Stored data
┌──
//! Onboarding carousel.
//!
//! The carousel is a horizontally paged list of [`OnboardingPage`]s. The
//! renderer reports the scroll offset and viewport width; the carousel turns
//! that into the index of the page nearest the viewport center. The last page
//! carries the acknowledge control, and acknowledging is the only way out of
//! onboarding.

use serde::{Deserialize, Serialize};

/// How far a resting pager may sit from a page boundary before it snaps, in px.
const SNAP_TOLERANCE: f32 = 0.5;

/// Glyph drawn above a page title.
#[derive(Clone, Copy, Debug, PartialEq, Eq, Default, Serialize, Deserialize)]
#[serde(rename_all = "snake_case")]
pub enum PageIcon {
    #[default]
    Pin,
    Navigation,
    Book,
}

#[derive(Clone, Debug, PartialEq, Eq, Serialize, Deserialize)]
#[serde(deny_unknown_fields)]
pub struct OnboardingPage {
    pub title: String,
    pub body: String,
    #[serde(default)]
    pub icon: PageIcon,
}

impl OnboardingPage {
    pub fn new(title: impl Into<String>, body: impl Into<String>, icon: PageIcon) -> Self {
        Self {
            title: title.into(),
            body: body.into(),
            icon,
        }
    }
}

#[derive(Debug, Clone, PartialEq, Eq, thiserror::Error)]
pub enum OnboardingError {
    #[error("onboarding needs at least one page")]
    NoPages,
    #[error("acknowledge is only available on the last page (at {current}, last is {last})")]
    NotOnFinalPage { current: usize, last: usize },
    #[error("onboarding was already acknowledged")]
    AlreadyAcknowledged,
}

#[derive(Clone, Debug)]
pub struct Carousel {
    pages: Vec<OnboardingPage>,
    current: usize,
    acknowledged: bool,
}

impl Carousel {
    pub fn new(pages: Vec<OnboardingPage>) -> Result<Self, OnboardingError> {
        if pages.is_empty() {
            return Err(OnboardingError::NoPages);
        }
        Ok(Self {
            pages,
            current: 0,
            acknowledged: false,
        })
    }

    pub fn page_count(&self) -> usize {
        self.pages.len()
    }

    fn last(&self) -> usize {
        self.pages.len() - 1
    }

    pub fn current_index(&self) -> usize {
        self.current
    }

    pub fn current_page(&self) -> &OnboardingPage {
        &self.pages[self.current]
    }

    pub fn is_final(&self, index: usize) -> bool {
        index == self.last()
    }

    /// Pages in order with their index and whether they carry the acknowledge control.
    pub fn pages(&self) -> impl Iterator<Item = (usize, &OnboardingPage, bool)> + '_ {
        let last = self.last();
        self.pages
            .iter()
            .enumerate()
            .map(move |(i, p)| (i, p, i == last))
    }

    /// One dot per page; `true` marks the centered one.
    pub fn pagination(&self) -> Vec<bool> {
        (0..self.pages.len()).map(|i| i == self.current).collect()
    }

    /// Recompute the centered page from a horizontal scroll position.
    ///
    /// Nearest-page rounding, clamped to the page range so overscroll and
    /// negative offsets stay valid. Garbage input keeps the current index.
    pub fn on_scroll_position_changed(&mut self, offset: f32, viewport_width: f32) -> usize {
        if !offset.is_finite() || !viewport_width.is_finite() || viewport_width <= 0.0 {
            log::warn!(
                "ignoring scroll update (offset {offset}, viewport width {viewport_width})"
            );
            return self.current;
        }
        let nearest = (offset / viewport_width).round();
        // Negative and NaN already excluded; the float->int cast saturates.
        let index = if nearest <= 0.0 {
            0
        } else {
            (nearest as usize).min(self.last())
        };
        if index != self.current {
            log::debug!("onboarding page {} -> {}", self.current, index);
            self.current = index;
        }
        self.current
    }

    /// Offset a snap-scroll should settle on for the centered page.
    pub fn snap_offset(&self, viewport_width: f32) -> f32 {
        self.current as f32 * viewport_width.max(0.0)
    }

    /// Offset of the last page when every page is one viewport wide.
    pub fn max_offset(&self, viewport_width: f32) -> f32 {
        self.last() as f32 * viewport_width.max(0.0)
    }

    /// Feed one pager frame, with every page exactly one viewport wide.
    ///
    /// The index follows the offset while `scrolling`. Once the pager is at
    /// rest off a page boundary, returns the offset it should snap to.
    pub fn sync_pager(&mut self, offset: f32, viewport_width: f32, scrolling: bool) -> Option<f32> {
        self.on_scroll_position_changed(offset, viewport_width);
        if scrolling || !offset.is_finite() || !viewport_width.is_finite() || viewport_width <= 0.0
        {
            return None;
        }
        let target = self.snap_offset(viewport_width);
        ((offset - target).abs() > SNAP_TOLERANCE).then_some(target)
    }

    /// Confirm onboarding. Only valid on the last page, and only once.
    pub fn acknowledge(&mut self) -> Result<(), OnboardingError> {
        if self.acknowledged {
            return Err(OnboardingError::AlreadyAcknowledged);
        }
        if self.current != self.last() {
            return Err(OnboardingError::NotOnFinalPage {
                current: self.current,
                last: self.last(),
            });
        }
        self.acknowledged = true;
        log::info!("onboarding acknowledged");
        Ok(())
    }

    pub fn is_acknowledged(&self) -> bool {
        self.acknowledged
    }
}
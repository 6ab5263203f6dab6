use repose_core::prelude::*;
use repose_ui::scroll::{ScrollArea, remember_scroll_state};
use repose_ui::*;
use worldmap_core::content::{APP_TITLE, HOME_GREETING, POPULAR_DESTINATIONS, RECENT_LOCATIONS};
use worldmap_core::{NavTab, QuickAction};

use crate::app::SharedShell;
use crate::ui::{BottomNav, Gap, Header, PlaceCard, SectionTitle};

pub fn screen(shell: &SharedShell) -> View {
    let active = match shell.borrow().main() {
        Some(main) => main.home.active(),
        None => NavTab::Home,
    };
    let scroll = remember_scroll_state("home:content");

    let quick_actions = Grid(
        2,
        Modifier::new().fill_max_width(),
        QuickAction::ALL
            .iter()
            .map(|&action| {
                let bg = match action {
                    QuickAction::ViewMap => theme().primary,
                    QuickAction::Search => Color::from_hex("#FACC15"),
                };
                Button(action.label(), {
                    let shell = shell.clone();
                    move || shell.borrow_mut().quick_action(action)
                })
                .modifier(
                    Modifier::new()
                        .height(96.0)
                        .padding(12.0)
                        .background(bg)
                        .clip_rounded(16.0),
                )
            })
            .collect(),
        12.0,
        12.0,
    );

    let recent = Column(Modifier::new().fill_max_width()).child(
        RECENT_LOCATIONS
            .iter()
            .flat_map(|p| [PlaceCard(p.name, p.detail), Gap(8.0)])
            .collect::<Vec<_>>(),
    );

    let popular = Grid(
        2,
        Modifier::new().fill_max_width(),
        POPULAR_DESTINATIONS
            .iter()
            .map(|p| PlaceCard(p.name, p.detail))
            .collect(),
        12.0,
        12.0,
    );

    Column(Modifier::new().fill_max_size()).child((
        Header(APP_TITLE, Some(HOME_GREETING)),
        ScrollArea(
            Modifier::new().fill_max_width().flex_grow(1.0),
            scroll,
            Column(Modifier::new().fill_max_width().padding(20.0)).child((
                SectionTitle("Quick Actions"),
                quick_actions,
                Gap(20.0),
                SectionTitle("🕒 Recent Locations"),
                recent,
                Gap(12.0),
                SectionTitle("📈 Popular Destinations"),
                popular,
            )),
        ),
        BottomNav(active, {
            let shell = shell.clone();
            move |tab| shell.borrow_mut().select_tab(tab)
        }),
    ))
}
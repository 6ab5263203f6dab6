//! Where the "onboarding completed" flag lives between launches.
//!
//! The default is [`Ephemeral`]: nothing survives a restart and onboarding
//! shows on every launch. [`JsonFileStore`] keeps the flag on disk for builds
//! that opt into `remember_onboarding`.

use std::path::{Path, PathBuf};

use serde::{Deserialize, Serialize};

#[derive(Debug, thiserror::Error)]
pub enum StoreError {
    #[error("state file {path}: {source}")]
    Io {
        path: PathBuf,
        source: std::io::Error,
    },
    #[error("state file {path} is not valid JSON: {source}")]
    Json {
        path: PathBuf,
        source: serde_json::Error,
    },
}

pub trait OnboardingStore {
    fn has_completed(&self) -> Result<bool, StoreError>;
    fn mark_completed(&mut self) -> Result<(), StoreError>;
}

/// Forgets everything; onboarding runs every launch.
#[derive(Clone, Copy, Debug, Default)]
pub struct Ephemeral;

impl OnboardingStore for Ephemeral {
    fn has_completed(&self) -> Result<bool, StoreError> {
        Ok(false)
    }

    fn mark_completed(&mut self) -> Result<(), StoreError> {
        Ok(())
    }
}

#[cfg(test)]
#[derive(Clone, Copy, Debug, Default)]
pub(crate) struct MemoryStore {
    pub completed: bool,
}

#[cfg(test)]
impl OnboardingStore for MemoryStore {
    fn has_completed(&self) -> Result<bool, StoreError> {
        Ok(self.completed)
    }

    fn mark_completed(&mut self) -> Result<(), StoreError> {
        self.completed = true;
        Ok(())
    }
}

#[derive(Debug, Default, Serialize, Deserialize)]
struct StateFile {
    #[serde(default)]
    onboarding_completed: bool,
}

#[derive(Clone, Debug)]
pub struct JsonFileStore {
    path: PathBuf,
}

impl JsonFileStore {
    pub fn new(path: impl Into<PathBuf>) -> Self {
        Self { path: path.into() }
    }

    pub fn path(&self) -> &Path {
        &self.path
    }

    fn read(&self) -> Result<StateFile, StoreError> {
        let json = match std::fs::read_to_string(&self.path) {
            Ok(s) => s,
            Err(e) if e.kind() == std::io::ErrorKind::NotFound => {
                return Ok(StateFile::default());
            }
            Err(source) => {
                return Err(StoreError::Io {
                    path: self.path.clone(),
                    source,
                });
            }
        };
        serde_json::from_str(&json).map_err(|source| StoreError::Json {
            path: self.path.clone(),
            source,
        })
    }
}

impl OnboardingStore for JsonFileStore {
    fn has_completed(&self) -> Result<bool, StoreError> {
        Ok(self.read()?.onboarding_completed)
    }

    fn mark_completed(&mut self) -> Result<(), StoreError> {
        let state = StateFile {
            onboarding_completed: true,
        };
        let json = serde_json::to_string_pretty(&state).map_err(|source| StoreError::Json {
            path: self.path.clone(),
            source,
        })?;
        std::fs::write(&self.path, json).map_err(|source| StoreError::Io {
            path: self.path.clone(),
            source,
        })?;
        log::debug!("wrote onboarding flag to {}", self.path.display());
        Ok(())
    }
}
└──
┌──
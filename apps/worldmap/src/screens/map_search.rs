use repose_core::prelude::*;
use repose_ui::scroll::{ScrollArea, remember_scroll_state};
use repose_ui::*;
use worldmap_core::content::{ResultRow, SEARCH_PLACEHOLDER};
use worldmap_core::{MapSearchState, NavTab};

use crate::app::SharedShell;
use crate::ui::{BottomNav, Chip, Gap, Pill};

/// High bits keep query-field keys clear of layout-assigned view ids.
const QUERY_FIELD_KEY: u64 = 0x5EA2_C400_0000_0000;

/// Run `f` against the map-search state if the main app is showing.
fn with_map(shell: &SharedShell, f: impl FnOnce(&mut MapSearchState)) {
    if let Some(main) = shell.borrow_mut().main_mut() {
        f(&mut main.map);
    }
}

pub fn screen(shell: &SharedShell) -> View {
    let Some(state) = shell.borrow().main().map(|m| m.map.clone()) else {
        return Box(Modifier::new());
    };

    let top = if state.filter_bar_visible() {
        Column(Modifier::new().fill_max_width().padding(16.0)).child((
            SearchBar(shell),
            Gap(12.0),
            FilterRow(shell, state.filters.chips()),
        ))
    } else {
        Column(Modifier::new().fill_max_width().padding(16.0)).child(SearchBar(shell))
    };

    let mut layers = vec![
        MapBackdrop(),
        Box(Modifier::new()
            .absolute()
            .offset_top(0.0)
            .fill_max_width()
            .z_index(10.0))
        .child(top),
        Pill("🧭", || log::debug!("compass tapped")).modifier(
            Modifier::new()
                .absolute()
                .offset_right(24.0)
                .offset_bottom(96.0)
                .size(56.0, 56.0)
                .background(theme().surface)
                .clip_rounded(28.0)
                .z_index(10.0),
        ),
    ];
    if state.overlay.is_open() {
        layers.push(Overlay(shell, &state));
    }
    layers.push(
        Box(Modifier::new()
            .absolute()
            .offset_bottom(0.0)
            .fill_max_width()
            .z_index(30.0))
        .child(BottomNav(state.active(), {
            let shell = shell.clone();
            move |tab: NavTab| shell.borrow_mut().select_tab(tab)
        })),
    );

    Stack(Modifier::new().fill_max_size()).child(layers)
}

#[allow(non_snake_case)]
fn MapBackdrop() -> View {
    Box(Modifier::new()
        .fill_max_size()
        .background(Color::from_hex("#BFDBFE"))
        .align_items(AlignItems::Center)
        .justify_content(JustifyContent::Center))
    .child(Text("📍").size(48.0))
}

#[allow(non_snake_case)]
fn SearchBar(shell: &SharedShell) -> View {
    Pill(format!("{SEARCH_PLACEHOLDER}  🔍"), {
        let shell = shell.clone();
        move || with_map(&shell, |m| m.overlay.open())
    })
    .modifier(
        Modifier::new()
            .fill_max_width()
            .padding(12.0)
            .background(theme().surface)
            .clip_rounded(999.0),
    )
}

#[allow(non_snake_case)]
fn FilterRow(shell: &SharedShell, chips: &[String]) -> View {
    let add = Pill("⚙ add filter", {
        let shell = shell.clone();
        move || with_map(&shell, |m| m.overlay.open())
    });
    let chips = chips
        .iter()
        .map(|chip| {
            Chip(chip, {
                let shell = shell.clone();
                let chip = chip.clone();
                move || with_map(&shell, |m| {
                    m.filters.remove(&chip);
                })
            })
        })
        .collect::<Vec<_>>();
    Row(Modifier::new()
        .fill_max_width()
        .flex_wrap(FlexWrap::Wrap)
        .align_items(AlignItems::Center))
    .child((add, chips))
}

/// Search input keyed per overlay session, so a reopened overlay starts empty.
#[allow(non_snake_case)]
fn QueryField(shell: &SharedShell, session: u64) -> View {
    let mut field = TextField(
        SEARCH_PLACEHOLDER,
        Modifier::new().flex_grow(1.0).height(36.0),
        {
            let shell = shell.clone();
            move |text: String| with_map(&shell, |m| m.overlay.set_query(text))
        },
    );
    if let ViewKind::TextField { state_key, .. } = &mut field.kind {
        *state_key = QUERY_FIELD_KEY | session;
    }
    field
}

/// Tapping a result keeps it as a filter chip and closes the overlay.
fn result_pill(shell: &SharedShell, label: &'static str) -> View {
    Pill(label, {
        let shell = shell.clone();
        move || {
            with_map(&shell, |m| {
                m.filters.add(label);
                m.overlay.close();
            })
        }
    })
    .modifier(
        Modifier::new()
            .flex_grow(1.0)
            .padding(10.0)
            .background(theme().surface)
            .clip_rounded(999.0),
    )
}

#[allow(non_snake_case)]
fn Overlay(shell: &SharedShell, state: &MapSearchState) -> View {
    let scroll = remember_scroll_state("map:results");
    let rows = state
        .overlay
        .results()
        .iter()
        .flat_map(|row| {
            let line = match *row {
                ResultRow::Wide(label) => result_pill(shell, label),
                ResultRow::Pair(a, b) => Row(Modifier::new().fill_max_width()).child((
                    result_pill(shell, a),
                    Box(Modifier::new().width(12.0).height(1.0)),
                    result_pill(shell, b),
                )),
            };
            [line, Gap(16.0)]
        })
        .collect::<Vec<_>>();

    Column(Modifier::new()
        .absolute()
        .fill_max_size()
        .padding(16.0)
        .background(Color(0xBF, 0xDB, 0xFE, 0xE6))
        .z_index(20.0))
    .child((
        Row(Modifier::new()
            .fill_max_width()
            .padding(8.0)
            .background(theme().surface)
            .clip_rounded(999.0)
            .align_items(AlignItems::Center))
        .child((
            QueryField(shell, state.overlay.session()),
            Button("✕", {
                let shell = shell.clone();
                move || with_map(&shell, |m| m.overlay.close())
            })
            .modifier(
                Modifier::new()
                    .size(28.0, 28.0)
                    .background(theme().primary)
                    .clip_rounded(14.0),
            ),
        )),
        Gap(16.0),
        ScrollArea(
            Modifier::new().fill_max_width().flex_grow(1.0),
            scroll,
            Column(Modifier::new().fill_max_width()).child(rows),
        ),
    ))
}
└──
Go through the records and work out how many lines contain the string "every". The answer should be that number alone.

**Written response**
4